Drummer Tim Very died in February 2026, at the age of 42.

==Appearances in media==
===Television performances===

| Series title | Date |
|---|---|
| Late Show with David Letterman | September 6, 2007 |
| Late Night with Conan O'Brien | October 31, 2007 |
| Late Show with David Letterman | April 29, 2009 |
| Late Night with Jimmy Fallon | June 10, 2009 |
| Live from Abbey Road |  |
| Jimmy Kimmel Live! | March 10, 2010 |
| Late Show with David Letterman | May 12, 2011 |
| Last Call with Carson Daly | November 2, 2011 |
| Late Show with David Letterman | March 31, 2014 |
| CBS This Morning | July 22, 2017 |

===Movies===

| Movie | Year | Song |
|---|---|---|
| No Sleep 'Til Christmas | 2018 | "The Maze" |
| Swiss Army Man | 2016 | Full score |
| Earth to Echo | 2014 | "Opposite Sides" |
| Premium Rush | 2012 | "Pensacola" |

===Video games===
- NHL 08 featured "Wolves at Night"
- NHL 12 featured "April Fool"
- MLB 11: The Show and Dirt 3 both featured "I've Got Friends"
- The Sims 3: World Adventures featured "I've Got Friends" in the Simlish version
- Fortnite featured "Bed Head" on the car radio station.

===Podcasts===
- Comedy Bang! Bang! – July 31, 2017
- Comedy Bang! Bang! – May 2, 2021
- Improv4humans – September 9, 2021
- Comedy Bang! Bang! – July 30, 2023

==Band members==

Current members
- Andy Hull – lead vocals, rhythm guitar, piano (2004–present)
- Robert McDowell – lead guitar, keyboards, backing vocals (2005–2007, 2008–present)
- Andy Prince – bass guitar (2013–present)

Current touring musicians
- Brooks Tipton – piano, keyboards (2017–present)

Former members
- Andrew Maysilles – drums, percussion (2004–2005)
- Garrett Brown – lead guitar (2004–2005)
- Jonathan Corley – bass guitar (2004–2013)
- Chris Freeman – keyboards, additional drums, percussion, backing vocals (2006–2016)
- Trevor Dowdy – lead guitar, keyboards (2007–2008)
- Jeremiah Edmond – drums, percussion (2005–2009)
- Benjamin Homola – drums, percussion (2010)
- Len Clark – drums, percussion (2011)
- Tim Very (Note: November 22, 1983 February 14, 2026) – drums, percussion, backing vocals (2011–2026; died 2026)

==Discography==

- I'm Like a Virgin Losing a Child (2006)
- Mean Everything to Nothing (2009)
- Simple Math (2011)
- Cope (2014)
- A Black Mile to the Surface (2017)
- The Million Masks of God (2021)

==Podcasts==
Manchester Orchestra has consistently released a series of video podcasts throughout their career.

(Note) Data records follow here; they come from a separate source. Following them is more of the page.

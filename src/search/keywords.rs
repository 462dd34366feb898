//! Keyword tokenization for free-text search input.

/// Split raw search text into keyword tokens.
///
/// Runs of commas and whitespace all act as separators, so
/// `"hello  ,  world"` yields `["hello", "world"]`. Blank input yields an
/// empty vec.
pub fn get_keywords(text: &str) -> Vec<String> {
    text.split(|c: char| c == ',' || c.is_whitespace())
        .filter(|t| !t.trim().is_empty())
        .map(|t| t.to_string())
        .collect()
}

#[cfg(test)]
mod tests {
    use super::*;

    #[test]
    fn test_splits_on_whitespace() {
        assert_eq!(get_keywords("hello world"), vec!["hello", "world"]);
    }

    #[test]
    fn test_collapses_mixed_separator_runs() {
        assert_eq!(get_keywords("hello  ,  world"), vec!["hello", "world"]);
        assert_eq!(get_keywords(",,a,,b,,"), vec!["a", "b"]);
    }

    #[test]
    fn test_blank_input_yields_nothing() {
        assert!(get_keywords("").is_empty());
        assert!(get_keywords("   ").is_empty());
        assert!(get_keywords(" , , ").is_empty());
    }

    #[test]
    fn test_rejoin_and_retokenize_is_stable() {
        let tokens = get_keywords("  a,b  c ,, d ");
        let rejoined = tokens.join(" ");
        assert_eq!(get_keywords(&rejoined), tokens);
    }
}
use axum::extract::{Query, State};
use axum::http::StatusCode;
use axum::Json;
use serde::Deserialize;
use serde_json::json;

use crate::models::{Category, Scope, SearchQuery, SearchResultPage, SortDirection};
use crate::state::AppState;

/// GET /search query parameters. Everything is optional and arrives as a
/// string; malformed values fall back to their defaults so the endpoint
/// stays total for hand-edited URLs.
#[derive(Debug, Clone, Deserialize)]
pub struct SearchParams {
    pub title: Option<String>,
    /// Free text matched against record bodies.
    pub keywords: Option<String>,
    pub page: Option<String>,
    #[serde(rename = "pageSize")]
    pub page_size: Option<String>,
    /// "asc" | "desc"
    pub sort: Option<String>,
    /// "all" | "article" | "av"
    #[serde(rename = "searchType")]
    pub search_type: Option<String>,
    /// "all" | "course" | "qa" | "reference"
    pub cate: Option<String>,
}

impl SearchParams {
    pub fn into_query(self) -> SearchQuery {
        SearchQuery {
            title: self.title,
            content: self.keywords,
            page: parse_positive(self.page.as_deref(), 1),
            page_size: parse_positive(self.page_size.as_deref(), 10),
            sort: match self.sort.as_deref() {
                Some("asc") => SortDirection::Ascending,
                _ => SortDirection::Descending,
            },
            scope: match self.search_type.as_deref() {
                Some("article") => Scope::Article,
                Some("av") => Scope::Av,
                _ => Scope::All,
            },
            category: match self.cate.as_deref() {
                Some("course") => Category::Course,
                Some("qa") => Category::Qa,
                Some("reference") => Category::Reference,
                _ => Category::All,
            },
        }
    }
}

fn parse_positive(value: Option<&str>, default: u32) -> u32 {
    value
        .and_then(|v| v.parse::<u32>().ok())
        .filter(|&v| v >= 1)
        .unwrap_or(default)
}

/// GET /search - run one aggregated search across the library collections.
///
/// The orchestrator degrades failures to an empty page itself; the 500 here
/// is the last-resort net for a panic inside the pipeline.
pub async fn search(
    State(state): State<AppState>,
    Query(params): Query<SearchParams>,
) -> Result<Json<SearchResultPage>, (StatusCode, Json<serde_json::Value>)> {
    let query = params.into_query();
    let store = state.store.clone();

    let page = tokio::spawn(async move { crate::search::search(&*store, &query).await })
        .await
        .map_err(|e| {
            tracing::error!("Search task failed: {e}");
            (
                StatusCode::INTERNAL_SERVER_ERROR,
                Json(json!({ "error": "Search failed" })),
            )
        })?;

    Ok(Json(page))
}

#[cfg(test)]
mod tests {
    use super::*;

    fn params() -> SearchParams {
        SearchParams {
            title: None,
            keywords: None,
            page: None,
            page_size: None,
            sort: None,
            search_type: None,
            cate: None,
        }
    }

    #[test]
    fn test_defaults() {
        let q = params().into_query();
        assert_eq!(q.page, 1);
        assert_eq!(q.page_size, 10);
        assert_eq!(q.sort, SortDirection::Descending);
        assert_eq!(q.scope, Scope::All);
        assert_eq!(q.category, Category::All);
    }

    #[test]
    fn test_explicit_values() {
        let q = SearchParams {
            title: Some("zazen".to_string()),
            keywords: Some("breath".to_string()),
            page: Some("3".to_string()),
            page_size: Some("25".to_string()),
            sort: Some("asc".to_string()),
            search_type: Some("av".to_string()),
            cate: Some("course".to_string()),
        }
        .into_query();
        assert_eq!(q.title.as_deref(), Some("zazen"));
        assert_eq!(q.content.as_deref(), Some("breath"));
        assert_eq!(q.page, 3);
        assert_eq!(q.page_size, 25);
        assert_eq!(q.sort, SortDirection::Ascending);
        assert_eq!(q.scope, Scope::Av);
        assert_eq!(q.category, Category::Course);
    }

    #[test]
    fn test_malformed_values_fall_back_to_defaults() {
        let q = SearchParams {
            page: Some("banana".to_string()),
            page_size: Some("0".to_string()),
            sort: Some("sideways".to_string()),
            search_type: Some("hologram".to_string()),
            cate: Some("".to_string()),
            ..params()
        }
        .into_query();
        assert_eq!(q.page, 1);
        assert_eq!(q.page_size, 10);
        assert_eq!(q.sort, SortDirection::Descending);
        assert_eq!(q.scope, Scope::All);
        assert_eq!(q.category, Category::All);
    }
}
//! # library-search
//!
//! Federated search aggregation service for a meditation course library.
//! The library's records live in a remote store split across independent
//! collections (articles, reference books, course and reference media,
//! Q&A recordings) with no cross-collection join or global pagination, so
//! this service queries the collections itself, splits one page's fetch
//! budget proportionally across them, merges the results and re-slices the
//! requested page in application code.
//!
//! ## Module Overview
//!
//! - [`config`] - Environment-based configuration for the server and the record store
//! - [`models`] - Shared data types: `SearchQuery`, `SearchResultPage`, the scope/category axes
//! - [`store`] - The remote record-store collaborator: `RecordStore` trait + HTTP client
//! - [`search::keywords`] - Free-text tokenization
//! - [`search::filter`] - Keyword-to-filter-expression compilation
//! - [`search::registry`] - Static scope × category → collections mapping
//! - [`search::allocate`] - Proportional fetch-budget allocation
//! - [`search::pipeline`] - Scatter-gather count/fetch phases and merge + paginate
//! - [`search`] - The orchestrator dispatching the four category strategies
//! - [`api`] - Axum HTTP handler for GET /search
//! - [`state`] - Shared application state holding config and the store client

pub mod api;
pub mod config;
pub mod models;
pub mod search;
pub mod state;
pub mod store;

Over one hundred podcasts have been released since September 2006 on the band's YouTube page. They begin during the recording process of the band's first record I'm Like a Virgin Losing a Child, and continue to highlight key moments of the band's progression. These 5- to 10-minute videos were released as a way to connect with fans and to give them a glimpse of what it's actually like touring and making records. These videos were filmed and edited by filmmaker and founding band member Jonathan Corley. The numbering of these podcasts reflect different time periods, and reset for each additional record release.

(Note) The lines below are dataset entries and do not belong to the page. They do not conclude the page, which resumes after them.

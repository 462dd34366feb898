//! Fetch-budget allocation across collections.
//!
//! The store cannot paginate across collections, so one page's worth of
//! budget is split proportionally to each collection's share of total
//! matches, and every page request re-fetches enough to cover all pages up
//! to the requested one (no cross-call caching, so arbitrary page jumps
//! must work from a single fetch).

/// One collection's total match count, as reported by a count query.
#[derive(Debug, Clone)]
pub struct CollectionCount {
    pub collection: &'static str,
    pub total_matching: u64,
}

/// How much to actually fetch from one collection.
#[derive(Debug, Clone, PartialEq, Eq)]
pub struct FetchPlan {
    pub collection: &'static str,
    /// This collection's share of one page.
    pub allocated_size: u32,
    /// Items to request: covers every page up to the requested one.
    pub fetch_size: u64,
}

/// Proportional fair-share allocation.
///
/// Collections with no matches are skipped outright. Every collection with
/// matches gets at least one slot and at most a full page, scaled by its
/// share of the total.
pub fn plan(counts: &[CollectionCount], page_size: u32, page: u32) -> Vec<FetchPlan> {
    let total_across_all: u64 = counts.iter().map(|c| c.total_matching).sum();

    counts
        .iter()
        .map(|count| {
            if count.total_matching == 0 || total_across_all == 0 {
                return FetchPlan {
                    collection: count.collection,
                    allocated_size: 0,
                    fetch_size: 0,
                };
            }
            let share =
                (page_size as u64 * count.total_matching).div_ceil(total_across_all);
            let allocated = share.clamp(1, page_size as u64) as u32;
            FetchPlan {
                collection: count.collection,
                allocated_size: allocated,
                fetch_size: (allocated as u64 * page as u64).min(count.total_matching),
            }
        })
        .collect()
}

/// Fallback for category-scoped searches (at most two collections): skip the
/// count phase and over-fetch a full page's worth per collection.
pub fn overfetch_size(page_size: u32, page: u32) -> u64 {
    page_size as u64 * page as u64
}
use axum::routing::get;
use axum::Router;
use tracing_subscriber::EnvFilter;

use library_search::api;
use library_search::config::Config;
use library_search::state::AppState;

#[tokio::main]
async fn main() -> anyhow::Result<()> {
    // Initialize tracing
    tracing_subscriber::fmt()
        .with_env_filter(
            EnvFilter::try_from_default_env().unwrap_or_else(|_| EnvFilter::new("info")),
        )
        .init();

    let config = Config::from_env();
    tracing::info!("Record store: {}", config.store.base_url);

    let state = AppState::new(config.clone())?;

    let app = Router::new()
        .route("/search", get(api::search::search))
        .with_state(state);

    let listener = tokio::net::TcpListener::bind(&config.bind_addr).await?;
    tracing::info!("Server listening on {}", config.bind_addr);

    axum::serve(listener, app).await?;
    Ok(())
}
// src/services/user_service.rs

use bcrypt::hash;
use uuid::Uuid;

use crate::{
    common::error::AppError,
    db::UserRepository,
    middleware::rbac::ensure_can_grant_role,
    models::auth::{CreateUserPayload, UpdateUserPayload, User, UserRole},
};

#[derive(Clone)]
pub struct UserService {
    user_repo: UserRepository,
}

impl UserService {
    pub fn new(user_repo: UserRepository) -> Self {
        Self { user_repo }
    }

    pub async fn list_users(&self, role: Option<UserRole>) -> Result<Vec<User>, AppError> {
        self.user_repo.list_users(role).await
    }

    /// Masters ativos, para o seletor de atribuição.
    pub async fn list_masters(&self) -> Result<Vec<User>, AppError> {
        let masters = self.user_repo.list_users(Some(UserRole::Master)).await?;
        Ok(masters.into_iter().filter(|u| u.is_active).collect())
    }

    pub async fn create_user(&self, actor: &User, payload: CreateUserPayload) -> Result<User, AppError> {
        ensure_can_grant_role(actor, payload.role)?;

        if payload.email.is_none() && payload.phone.is_none() {
            return Err(AppError::InvalidInput("Укажите e-mail или телефон".into()));
        }

        let password_hash = match payload.password {
            Some(password) => Some(
                tokio::task::spawn_blocking(move || hash(&password, bcrypt::DEFAULT_COST))
                    .await
                    .map_err(|e| anyhow::anyhow!("Falha na task de hashing: {}", e))??,
            ),
            None => None,
        };

        let user = self
            .user_repo
            .create_user(
                payload.full_name.trim(),
                payload.email.as_deref(),
                payload.phone.as_deref(),
                password_hash.as_deref(),
                payload.role,
            )
            .await?;

        tracing::info!(user_id = %user.id, role = user.role.as_str(), "👤 Usuário criado");
        Ok(user)
    }

    pub async fn update_user(
        &self,
        actor: &User,
        id: Uuid,
        payload: UpdateUserPayload,
    ) -> Result<User, AppError> {
        let target = self
            .user_repo
            .find_by_id(id)
            .await?
            .ok_or_else(|| AppError::ResourceNotFound("Пользователь".into()))?;

        // Mexer em um diretor exige ser diretor
        ensure_can_grant_role(actor, target.role)?;
        if let Some(role) = payload.role {
            ensure_can_grant_role(actor, role)?;
        }

        if actor.id == id && payload.is_active == Some(false) {
            return Err(AppError::InvalidInput("Нельзя деактивировать самого себя".into()));
        }

        self.user_repo
            .update_user(id, payload.full_name.as_deref().map(str::trim), payload.role, payload.is_active)
            .await
    }
}
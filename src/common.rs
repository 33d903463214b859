pub mod db_utils;
pub mod error;
pub mod extract;
pub mod money;
pub mod response;

#[cfg(test)]
pub mod test_support;
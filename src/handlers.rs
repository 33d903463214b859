pub mod auth;
pub mod catalog;
pub mod clients;
pub mod dashboard;
pub mod finance;
pub mod notifications;
pub mod orders;
pub mod salaries;
pub mod system;
pub mod users;
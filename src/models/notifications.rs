// src/models/notifications.rs

use chrono::{DateTime, Utc};
use serde::{Deserialize, Serialize};
use sqlx::FromRow;
use utoipa::{IntoParams, ToSchema};
use uuid::Uuid;
use validator::Validate;

#[derive(Debug, Clone, Serialize, FromRow, ToSchema)]
#[serde(rename_all = "camelCase")]
pub struct Notification {
    pub id: Uuid,
    pub user_id: Uuid,
    #[schema(example = "Новый заказ")]
    pub title: String,
    #[schema(example = "Вы назначены на заказ ZA014 (60%)")]
    pub body: String,
    pub order_id: Option<Uuid>,
    pub is_read: bool,
    pub created_at: DateTime<Utc>,
}

#[derive(Debug, Default, Deserialize, Validate, IntoParams)]
#[serde(rename_all = "camelCase")]
#[into_params(parameter_in = Query, rename_all = "camelCase")]
pub struct NotificationQuery {
    /// Somente não lidas
    pub unread_only: Option<bool>,
}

==Related musical projects==
Several of the members of Manchester Orchestra are involved in other music projects. Andy Hull has a solo project called Right Away, Great Captain! as well as a band called Bad Books consisting of Hull and Kevin Devine. Robert McDowell's solo project is called Gobotron. In addition to Manchester Orchestra, Andy Prince plays bass for Kevin Devine and Nashville-based band The Gills.

==The Stuffing==
The band hosts, curates, and performs at an annual festival in Atlanta called "The Stuffing". The festival began in 2010 and takes place every year around Thanksgiving. In addition to Manchester Orchestra, past performers include Cage the Elephant, Kevin Devine, O'Brother, The Front Bottoms, All Get Out, Grouplove, Dustin Kensrue and more. 2016 was the 7th year of The Stuffing and featured Manchester Orchestra performing their album I'm Like a Virgin Losing a Child in its entirety to celebrate the album's 10-year anniversary.